Kopf
Der Oberste Gerichtshof hat am 14. März 2000 durch den Senatspräsidenten des Obersten Gerichtshofes Dr. Markel als Vorsitzenden sowie durch die Hofräte des Obersten Gerichtshofes Mag. Strieder und Dr. Zehetner als weitere Richter, in Gegenwart der Richteramtsanwärterin Mag. Greinert als Schriftführerin, in der beim Landesgericht Innsbruck zum AZ 25 Vr 986/99 anhängigen Strafsache gegen Wilfried H***** wegen des Verbrechens des schweren und gewerbsmäßigen Betruges nach §§ 146, 147, 148 erster Fall StGB und einer weiteren strafbaren Handlung über die Grundrechtsbeschwerde des Beschuldigten gegen den Beschluss des Oberlandesgerichtes Innsbruck vom 16. Februar 2000, AZ 6 Bs 53, 54/00 (= ON 45), nach Anhörung der Generalprokuratur in nichtöffentlicher Sitzung den
Beschluss
gefasst:
Spruch
Wilfried H***** wurde im Grundrecht auf persönliche Freiheit nicht verletzt.
Die Beschwerde wird abgewiesen.
Text
Gründe:
Beim Landesgericht Innsbruck wird gegen Wilfried H***** Voruntersuchung geführt, weil er dringend verdächtig ist, die Verbrechen des schweren und gewerbsmäßigen Betruges nach §§ 146, 147, 148 erster Fall StGB und der betrügerischen Krida nach § 156 Abs 1 StGB verübt zu haben. Mit Beschluss des Untersuchungsrichters vom 3. Oktober 1999 wurde über ihn gemäß § 180 Abs 2 Z 2 und 3 lit b und c StPO die Untersuchungshaft verhängt (ON 11 iVm ON 14) und deren Fortsetzung am 15. Oktober 1999 (ON 17) sowie am 15. November 1999 mit Wirksamkeit bis längstens (Samstag, den) 15. Jänner 2000 angeordnet (ON 23).Beim Landesgericht Innsbruck wird gegen Wilfried H***** Voruntersuchung geführt, weil er dringend verdächtig ist, die Verbrechen des schweren und gewerbsmäßigen Betruges nach §§ 146, 147, 148 erster Fall StGB und der betrügerischen Krida nach § 156 Abs 1 StGB verübt zu haben. Mit Beschluss des Untersuchungsrichters vom 3. Oktober 1999 wurde über ihn gemäß § 180 Abs 2 Ziffer 2 und 3 lit b und c StPO die Untersuchungshaft verhängt (ON 11 in Verbindung mit ON 14) und deren Fortsetzung am 15. Oktober 1999 (ON 17) sowie am 15. November 1999 mit Wirksamkeit bis längstens (Samstag, den) 15. Jänner 2000 angeordnet (ON 23).

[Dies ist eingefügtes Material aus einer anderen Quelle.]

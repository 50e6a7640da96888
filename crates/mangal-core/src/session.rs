//! # Session
//!
//! The session-scoped state object: one cart, one delivery form, the active
//! view, and the re-render signals the shell has not yet consumed.
//!
//! ## View Lifecycle
//! ```text
//! ┌─────────────────────────────────────────────────────────────────────────┐
//! │                    Session View State Machine                           │
//! │                                                                         │
//! │               toggle_cart                proceed_to_order               │
//! │  ┌──────────┐ ──────────► ┌───────────────┐ ──────────► ┌────────────┐ │
//! │  │ Browsing │             │ ReviewingCart │             │FillingOrder│ │
//! │  └──────────┘ ◄────────── └───────────────┘ ◄────────── └────────────┘ │
//! │       ▲       toggle_cart                     toggle_cart      │        │
//! │       │       close_cart                                      │        │
//! │       │                                                       │        │
//! │       └──────────── cancel_order (cart kept) ─────────────────┤        │
//! │       └──────────── submit_order (cart + form reset) ─────────┘        │
//! │                                                                         │
//! │  No terminal state: the cycle repeats for the life of the session.     │
//! └─────────────────────────────────────────────────────────────────────────┘
//! ```
//!
//! Every mutation records a [`StateChange`]; the shell drains them with
//! [`Session::drain_changes`] and re-renders what moved.

use tracing::debug;

use crate::cart::Cart;
use crate::error::{CoreError, CoreResult};
use crate::money::Money;
use crate::order;
use crate::types::{Confirmation, CustomerForm, FormField, Product, ProductId, StateChange, View};

/// State for a single browsing session.
#[derive(Debug, Clone, Default)]
pub struct Session {
    cart: Cart,
    form: CustomerForm,
    view: View,
    pending: Vec<StateChange>,
}

impl Session {
    /// Starts browsing with an empty cart and blank form.
    pub fn new() -> Self {
        Session::default()
    }

    pub fn cart(&self) -> &Cart {
        &self.cart
    }

    pub fn form(&self) -> &CustomerForm {
        &self.form
    }

    pub fn view(&self) -> View {
        self.view
    }

    // -------------------------------------------------------------------------
    // Cart
    // -------------------------------------------------------------------------

    /// Adds one unit of `product`. Rejected while the order form is open.
    pub fn add_item(&mut self, product: &Product) -> CoreResult<()> {
        self.ensure_cart_editable()?;
        self.cart.add_item(product);
        self.signal(StateChange::Cart);
        Ok(())
    }

    /// Removes one unit of `product_id`. Rejected while the order form is open.
    pub fn remove_item(&mut self, product_id: ProductId) -> CoreResult<()> {
        self.ensure_cart_editable()?;
        self.cart.remove_item(product_id)?;
        self.signal(StateChange::Cart);
        Ok(())
    }

    pub fn total(&self) -> Money {
        self.cart.total()
    }

    /// Distinct lines, as shown on the cart button badge.
    pub fn item_count(&self) -> usize {
        self.cart.item_count()
    }

    // -------------------------------------------------------------------------
    // Navigation
    // -------------------------------------------------------------------------

    /// The cart button: opens the panel, or closes it when already open.
    ///
    /// From the order form it returns to the cart panel; form contents stay.
    pub fn toggle_cart(&mut self) -> View {
        let next = match self.view {
            View::Browsing | View::FillingOrder => View::ReviewingCart,
            View::ReviewingCart => View::Browsing,
        };
        self.transition(next);
        next
    }

    /// Closes the cart panel.
    pub fn close_cart(&mut self) -> CoreResult<View> {
        self.require(View::ReviewingCart, "close the cart")?;
        self.transition(View::Browsing);
        Ok(View::Browsing)
    }

    /// Opens the delivery form from a non-empty cart.
    pub fn proceed_to_order(&mut self) -> CoreResult<View> {
        self.require(View::ReviewingCart, "proceed to order")?;
        if self.cart.is_empty() {
            return Err(CoreError::EmptyCart);
        }
        self.transition(View::FillingOrder);
        Ok(View::FillingOrder)
    }

    /// Closes the delivery form without ordering. Cart and form are kept.
    pub fn cancel_order(&mut self) -> CoreResult<View> {
        self.require(View::FillingOrder, "cancel order")?;
        self.transition(View::Browsing);
        Ok(View::Browsing)
    }

    // -------------------------------------------------------------------------
    // Order
    // -------------------------------------------------------------------------

    /// Sets one delivery form field. Allowed in every view.
    pub fn update_form(&mut self, field: FormField, value: impl Into<String>) {
        self.form.set(field, value);
        self.signal(StateChange::Form);
    }

    /// Places the order and returns to browsing with a fresh cart and form.
    ///
    /// On a validation error the session is left exactly as it was.
    pub fn submit_order(&mut self) -> CoreResult<Confirmation> {
        self.require(View::FillingOrder, "submit order")?;

        let confirmation = order::submit(&mut self.cart, &mut self.form)?;
        self.signal(StateChange::Cart);
        self.signal(StateChange::Form);
        self.transition(View::Browsing);

        Ok(confirmation)
    }

    // -------------------------------------------------------------------------
    // Change signals
    // -------------------------------------------------------------------------

    /// Returns pending signals once each, in first-signal order, and clears them.
    pub fn drain_changes(&mut self) -> Vec<StateChange> {
        std::mem::take(&mut self.pending)
    }

    fn signal(&mut self, change: StateChange) {
        if !self.pending.contains(&change) {
            self.pending.push(change);
        }
    }

    fn transition(&mut self, next: View) {
        debug!(from = ?self.view, view = ?next, "view transition");
        self.view = next;
        self.signal(StateChange::View);
    }

    fn require(&self, expected: View, action: &'static str) -> CoreResult<()> {
        if self.view == expected {
            Ok(())
        } else {
            Err(CoreError::InvalidTransition {
                from: self.view,
                action,
            })
        }
    }

    fn ensure_cart_editable(&self) -> CoreResult<()> {
        if self.view == View::FillingOrder {
            return Err(CoreError::CartFrozen);
        }
        Ok(())
    }
}

#[cfg(test)]
mod tests {
    use super::*;
    use crate::error::ValidationError;
    use crate::Catalog;
    use std::io;
    use std::sync::{Arc, Mutex};
    use tracing::Level;
    use tracing_subscriber::fmt::MakeWriter;

    fn fill_form(session: &mut Session) {
        session.update_form(FormField::Name, "Ann");
        session.update_form(FormField::Phone, "123");
        session.update_form(FormField::Address, "X");
    }

    fn lines(session: &Session) -> Vec<(ProductId, u32)> {
        session.cart().items().iter().map(|i| (i.id, i.quantity)).collect()
    }

    #[test]
    fn test_full_order_scenario() {
        let catalog = Catalog::standard();
        let pork = catalog.get(1).unwrap();
        let veg = catalog.get(5).unwrap();
        let mut session = Session::new();

        session.add_item(pork).unwrap();
        session.add_item(pork).unwrap();
        session.add_item(veg).unwrap();
        assert_eq!(lines(&session), vec![(1, 2), (5, 1)]);
        assert_eq!(session.total().units(), 1150);

        session.remove_item(1).unwrap();
        assert_eq!(lines(&session), vec![(1, 1), (5, 1)]);
        assert_eq!(session.total().units(), 700);

        session.remove_item(1).unwrap();
        assert_eq!(lines(&session), vec![(5, 1)]);
        assert_eq!(session.total().units(), 250);

        session.toggle_cart();
        session.proceed_to_order().unwrap();
        fill_form(&mut session);

        let confirmation = session.submit_order().unwrap();
        assert!(confirmation.message.contains("Ann"));
        assert!(confirmation.message.contains("123"));
        assert_eq!(confirmation.total.units(), 250);

        assert!(session.cart().is_empty());
        assert_eq!(session.form(), &CustomerForm::default());
        assert_eq!(session.view(), View::Browsing);
    }

    #[test]
    fn test_toggle_cart_cycles() {
        let mut session = Session::new();
        assert_eq!(session.toggle_cart(), View::ReviewingCart);
        assert_eq!(session.toggle_cart(), View::Browsing);
    }

    #[test]
    fn test_toggle_from_order_form_keeps_form() {
        let catalog = Catalog::standard();
        let mut session = Session::new();
        session.add_item(catalog.get(6).unwrap()).unwrap();
        session.toggle_cart();
        session.proceed_to_order().unwrap();
        session.update_form(FormField::Name, "Ann");

        assert_eq!(session.toggle_cart(), View::ReviewingCart);
        assert_eq!(session.form().name, "Ann");
    }

    #[test]
    fn test_proceed_requires_items() {
        let mut session = Session::new();
        session.toggle_cart();
        assert_eq!(session.proceed_to_order(), Err(CoreError::EmptyCart));
        assert_eq!(session.view(), View::ReviewingCart);
    }

    #[test]
    fn test_invalid_transitions() {
        let mut session = Session::new();
        assert!(matches!(
            session.close_cart(),
            Err(CoreError::InvalidTransition { from: View::Browsing, .. })
        ));
        assert!(matches!(
            session.cancel_order(),
            Err(CoreError::InvalidTransition { .. })
        ));
        assert!(matches!(
            session.submit_order(),
            Err(CoreError::InvalidTransition { .. })
        ));
        assert_eq!(session.view(), View::Browsing);
    }

    #[test]
    fn test_cart_frozen_while_filling_order() {
        let catalog = Catalog::standard();
        let mut session = Session::new();
        session.add_item(catalog.get(2).unwrap()).unwrap();
        session.toggle_cart();
        session.proceed_to_order().unwrap();

        assert_eq!(session.add_item(catalog.get(3).unwrap()), Err(CoreError::CartFrozen));
        assert_eq!(session.remove_item(2), Err(CoreError::CartFrozen));
        assert_eq!(lines(&session), vec![(2, 1)]);
    }

    #[test]
    fn test_cancel_keeps_cart_and_form() {
        let catalog = Catalog::standard();
        let mut session = Session::new();
        session.add_item(catalog.get(4).unwrap()).unwrap();
        session.toggle_cart();
        session.proceed_to_order().unwrap();
        session.update_form(FormField::Phone, "555");

        assert_eq!(session.cancel_order(), Ok(View::Browsing));
        assert_eq!(session.item_count(), 1);
        assert_eq!(session.form().phone, "555");
    }

    #[test]
    fn test_failed_submit_leaves_session_unchanged() {
        let catalog = Catalog::standard();
        let mut session = Session::new();
        session.add_item(catalog.get(1).unwrap()).unwrap();
        session.toggle_cart();
        session.proceed_to_order().unwrap();
        session.update_form(FormField::Name, "Ann");

        let err = session.submit_order().unwrap_err();
        assert_eq!(
            err,
            CoreError::Validation(ValidationError::Required {
                field: "phone".to_string()
            })
        );
        assert_eq!(session.view(), View::FillingOrder);
        assert_eq!(session.item_count(), 1);
        assert_eq!(session.form().name, "Ann");
    }

    #[test]
    fn test_remove_unknown_item_signals_nothing() {
        let mut session = Session::new();
        assert_eq!(session.remove_item(8), Err(CoreError::ItemNotInCart(8)));
        assert!(session.drain_changes().is_empty());
    }

    #[test]
    fn test_drain_changes_deduplicates_and_clears() {
        let catalog = Catalog::standard();
        let mut session = Session::new();
        session.add_item(catalog.get(1).unwrap()).unwrap();
        session.add_item(catalog.get(2).unwrap()).unwrap();
        session.toggle_cart();
        session.update_form(FormField::Name, "Ann");

        assert_eq!(
            session.drain_changes(),
            vec![StateChange::Cart, StateChange::View, StateChange::Form]
        );
        assert!(session.drain_changes().is_empty());
    }

    #[derive(Clone, Default)]
    struct CapturedLogs(Arc<Mutex<Vec<u8>>>);

    impl io::Write for CapturedLogs {
        fn write(&mut self, buf: &[u8]) -> io::Result<usize> {
            self.0.lock().unwrap().extend_from_slice(buf);
            Ok(buf.len())
        }

        fn flush(&mut self) -> io::Result<()> {
            Ok(())
        }
    }

    impl<'a> MakeWriter<'a> for CapturedLogs {
        type Writer = CapturedLogs;

        fn make_writer(&'a self) -> Self::Writer {
            self.clone()
        }
    }

    #[test]
    fn test_transition_logs_view_field() {
        let logs = CapturedLogs::default();
        let subscriber = tracing_subscriber::fmt()
            .with_writer(logs.clone())
            .with_max_level(Level::DEBUG)
            .with_ansi(false)
            .finish();

        tracing::subscriber::with_default(subscriber, || {
            Session::new().toggle_cart();
        });

        let output = String::from_utf8(logs.0.lock().unwrap().clone()).unwrap();
        assert!(output.contains("view transition"));
        assert!(output.contains("from=Browsing"));
        assert!(output.contains("view=ReviewingCart"));
    }

    #[test]
    fn test_submit_signals_cart_form_and_view() {
        let catalog = Catalog::standard();
        let mut session = Session::new();
        session.add_item(catalog.get(1).unwrap()).unwrap();
        session.toggle_cart();
        session.proceed_to_order().unwrap();
        fill_form(&mut session);
        session.drain_changes();

        session.submit_order().unwrap();
        assert_eq!(
            session.drain_changes(),
            vec![StateChange::Cart, StateChange::Form, StateChange::View]
        );
    }
}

Da bereits zwei Haftverhandlungen stattgefunden hatten, verzichtete der Beschuldigte am 10. Jänner 2000 auf die Durchführung einer bevorstehenden weiteren Haftverhandlung (S 3 s/I). Daraufhin fasste der Untersuchungsrichter am Montag, dem 17. Jänner 2000, den schriftlichen Beschluss auf Fortsetzung der Untersuchungshaft (mit Wirksamkeit bis längstens 15. März 2000) ohne vorangegangene mündliche Verhandlung (ON 35). Tags darauf stellte Wilfried H***** einen Enthaftungsantrag, der am 27. Jänner 2000 nach Durchführung einer Haftverhandlung abgewiesen wurde (ON 39).
Mit dem angefochtenen Beschluss gab das Oberlandesgericht Innsbruck einer Beschwerde des Beschuldigten gegen die beiden zuletzt bezeichneten Beschlüsse des Untersuchungsrichters nicht Folge und ordnete die Fortsetzung einer Untersuchungshaft aus den genannten Haftgründen bis längstens Montag, den 17. April 2000, an (ON 45).
Mit der dagegen erhobenen Grundrechtsbeschwerde erachtet sich der Beschwerdeführer in seinem Grundrecht auf persönliche Freiheit deshalb verletzt, "weil die Untersuchungshaft, deren Fortdauer bis zum 15. 1. 2000 beschlossen wurde, und nach diesem Zeitpunkt fortgesetzt wurde, obwohl ihm der schriftliche Beschluss auf Fortsetzung der Untersuchungshaft vom 17. 1. 2000 erst nach Ablauf der Haftfrist zugestellt wurde" (ON 46). Die Annahme des dringenden Tatverdachts und der herangezogenen Haftgründe wird nicht bekämpft.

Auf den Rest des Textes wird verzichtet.